Copy out every line from the records that includes "content".

Extracted data entries:
%%

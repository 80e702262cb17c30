//! Template inheritance: rewrites `Extend` and `Override` nodes into one
//! merged statement tree.
//!
//! Every `Extend` on the way from a template to its oldest ancestor
//! contributes a layer of override fills. Layers are ordered most derived
//! first, and a placeholder takes its content from the first layer that
//! fills it, so a child always wins over the templates it inherits from.

use std::collections::BTreeSet;
use std::sync::Arc;

use log::{debug, trace};

use crate::ast::{Overrides, Statement, TemplateRoot};
use crate::error::{StencilError, StencilResult};
use crate::interface::{Options, TemplateSource, UnusedOverrides};

/// A placeholder nothing in the extend chain fills.
#[cfg_attr(feature = "serde", derive(serde::Serialize, serde::Deserialize))]
#[derive(Debug, Clone, PartialEq, Eq, Hash)]
pub struct Slot {
    pub name: String,
    pub required: bool,
    pub has_default: bool,
}

#[derive(Debug, Copy, Clone, PartialEq, Eq)]
enum Mode {
    Merge,
    Survey,
}

struct Layer {
    /// The template that supplied the fills.
    template: String,
    overrides: Arc<Overrides>,
    used: BTreeSet<String>,
}

struct Composer<'s> {
    source: &'s dyn TemplateSource,
    options: Options,
    mode: Mode,
    root_name: String,
    /// Templates whose bodies are being walked, outermost first.
    chain: Vec<String>,
    layers: Vec<Layer>,
    /// Placeholders currently being filled, with the layer that filled them.
    active: Vec<(String, usize)>,
    /// Extends reached from inside a fill, each composed on its own layers.
    isolated: usize,
    slots: Vec<Slot>,
}

impl<'s> Composer<'s> {
    fn new(root: &TemplateRoot, source: &'s dyn TemplateSource, options: Options, mode: Mode) -> Self {
        Self {
            source,
            options,
            mode,
            root_name: root.name().unwrap_or("<root>").to_string(),
            chain: root.name().map(str::to_string).into_iter().collect(),
            layers: Vec::new(),
            active: Vec::new(),
            isolated: 0,
            slots: Vec::new(),
        }
    }

    fn walk(&mut self, statement: &Statement) -> StencilResult<Statement> {
        match statement {
            Statement::WriteLiteral(_) | Statement::WriteExpression(_) | Statement::Include { .. } => {
                Ok(statement.clone())
            }
            Statement::Block(children) => children
                .iter()
                .map(|child| self.walk(child))
                .collect::<StencilResult<Vec<_>>>()
                .map(Statement::Block),
            Statement::Conditional {
                condition,
                then,
                otherwise,
            } => Ok(Statement::Conditional {
                condition: condition.clone(),
                then: Box::new(self.walk(then)?),
                otherwise: self.walk_optional(otherwise.as_deref())?,
            }),
            Statement::Iterate {
                collection,
                body,
                empty,
            } => Ok(Statement::Iterate {
                collection: collection.clone(),
                body: Box::new(self.walk(body)?),
                empty: self.walk_optional(empty.as_deref())?,
            }),
            Statement::Override {
                name,
                default,
                required,
            } => self.fill(name, default.as_deref(), *required),
            Statement::Extend { parent, overrides } => self.extend(parent, overrides),
        }
    }

    fn walk_optional(&mut self, statement: Option<&Statement>) -> StencilResult<Option<Box<Statement>>> {
        statement
            .map(|statement| self.walk(statement).map(Box::new))
            .transpose()
    }

    fn extend(&mut self, parent: &str, overrides: &Arc<Overrides>) -> StencilResult<Statement> {
        if self.chain.iter().any(|name| name == parent) {
            let mut chain = self.chain.clone();
            chain.push(parent.to_string());
            return Err(StencilError::CyclicExtend { chain });
        }

        let root = self
            .source
            .resolve(parent)
            .ok_or_else(|| StencilError::MissingTemplate {
                template_name: parent.to_string(),
            })?;

        debug!(
            "extending '{}' with {} override(s) at depth {}",
            parent,
            overrides.len(),
            self.layers.len()
        );

        let layer = Layer {
            template: self.supplier(),
            overrides: Arc::clone(overrides),
            used: BTreeSet::new(),
        };

        // An extend inside fill content resolves its parent against its own
        // fills, not against the chain the fill came from.
        let outer = (!self.active.is_empty()).then(|| {
            self.isolated = self.isolated.saturating_add(1);
            (std::mem::take(&mut self.layers), std::mem::take(&mut self.active))
        });

        self.chain.push(parent.to_string());
        self.layers.push(layer);
        let merged = self.walk(root.body());
        let layer = self.layers.pop();
        self.chain.pop();
        if let Some((layers, active)) = outer {
            self.layers = layers;
            self.active = active;
            self.isolated = self.isolated.saturating_sub(1);
        }
        let merged = merged?;

        if let (Some(layer), UnusedOverrides::Reject, Mode::Merge) =
            (layer, self.options.unused_overrides, self.mode)
        {
            if let Some(unused) = layer.overrides.keys().find(|name| !layer.used.contains(*name)) {
                return Err(StencilError::UnusedOverride {
                    template_name: layer.template,
                    override_name: unused.clone(),
                });
            }
        }

        Ok(merged)
    }

    /// The template whose statements are being walked: the supplier of the
    /// active fill, else the innermost template of the chain.
    fn supplier(&self) -> String {
        self.active
            .last()
            .and_then(|(_, index)| self.layers.get(*index))
            .map(|layer| layer.template.clone())
            .or_else(|| self.chain.last().cloned())
            .unwrap_or_else(|| self.root_name.clone())
    }

    fn fill(&mut self, name: &str, default: Option<&Statement>, required: bool) -> StencilResult<Statement> {
        // A placeholder inside the content that already fills it refers to
        // the next less-derived fill.
        let start = self
            .active
            .iter()
            .rev()
            .find(|(active, _)| active == name)
            .map_or(0, |(_, layer)| layer.saturating_add(1));

        // Shadowed fills still match a placeholder.
        for layer in &mut self.layers {
            if layer.overrides.contains_key(name) {
                layer.used.insert(name.to_string());
            }
        }

        let found = self
            .layers
            .iter()
            .enumerate()
            .skip(start)
            .find(|(_, layer)| layer.overrides.contains_key(name))
            .map(|(index, layer)| (index, Arc::clone(&layer.overrides)));

        if let Some((index, overrides)) = found {
            trace!("filling override '{}' from layer {}", name, index);
            let Some(content) = overrides.get(name) else {
                return Ok(Statement::Block(Vec::new()));
            };
            self.active.push((name.to_string(), index));
            let filled = self.walk(content);
            self.active.pop();
            return filled;
        }

        if self.mode == Mode::Survey && self.isolated == 0 && !self.slots.iter().any(|slot| slot.name == name) {
            self.slots.push(Slot {
                name: name.to_string(),
                required: required && default.is_none(),
                has_default: default.is_some(),
            });
        }

        match default {
            Some(default) => {
                trace!("using default content for override '{}'", name);
                self.walk(default)
            }
            None if !required || self.mode == Mode::Survey => Ok(Statement::Block(Vec::new())),
            None => Err(StencilError::MissingOverride {
                template_name: self.chain.last().unwrap_or(&self.root_name).clone(),
                override_name: name.to_string(),
            }),
        }
    }
}

/// Merges every `Extend` and `Override` reachable from `root` into a new
/// tree. Neither `root` nor any registered template is modified.
///
/// # Errors
/// - If a parent template is not known to `source`.
/// - If the extend chain loops back on itself.
/// - If a required override is filled nowhere in the chain.
pub fn compose(root: &TemplateRoot, source: &dyn TemplateSource) -> StencilResult<TemplateRoot> {
    compose_with(root, source, Options::default())
}

/// [`compose`] with explicit options.
///
/// # Errors
/// As [`compose`], plus unused override fills when
/// `options.unused_overrides` is `Reject`.
pub fn compose_with(
    root: &TemplateRoot,
    source: &dyn TemplateSource,
    options: Options,
) -> StencilResult<TemplateRoot> {
    if !root.body().has_composition_nodes() {
        return Ok(root.clone());
    }

    debug!("composing template {}", root.name().unwrap_or("<root>"));
    let mut composer = Composer::new(root, source, options, Mode::Merge);
    let body = composer.walk(root.body())?;
    Ok(root.with_body(body))
}

/// Lists the placeholders of `root`'s extend chain that nothing fills, in
/// document order. These are what a template extending `root` could supply.
///
/// # Errors
/// - If a parent template is not known to `source`.
/// - If the extend chain loops back on itself.
pub fn open_slots(root: &TemplateRoot, source: &dyn TemplateSource) -> StencilResult<Vec<Slot>> {
    let mut composer = Composer::new(root, source, Options::default(), Mode::Survey);
    composer.walk(root.body())?;
    Ok(composer.slots)
}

%%

Task response:
//! first, and a placeholder takes its content from the first layer that
        // An extend inside fill content resolves its parent against its own
        // A placeholder inside the content that already fills it refers to
            let Some(content) = overrides.get(name) else {
            let filled = self.walk(content);
                trace!("using default content for override '{}'", name);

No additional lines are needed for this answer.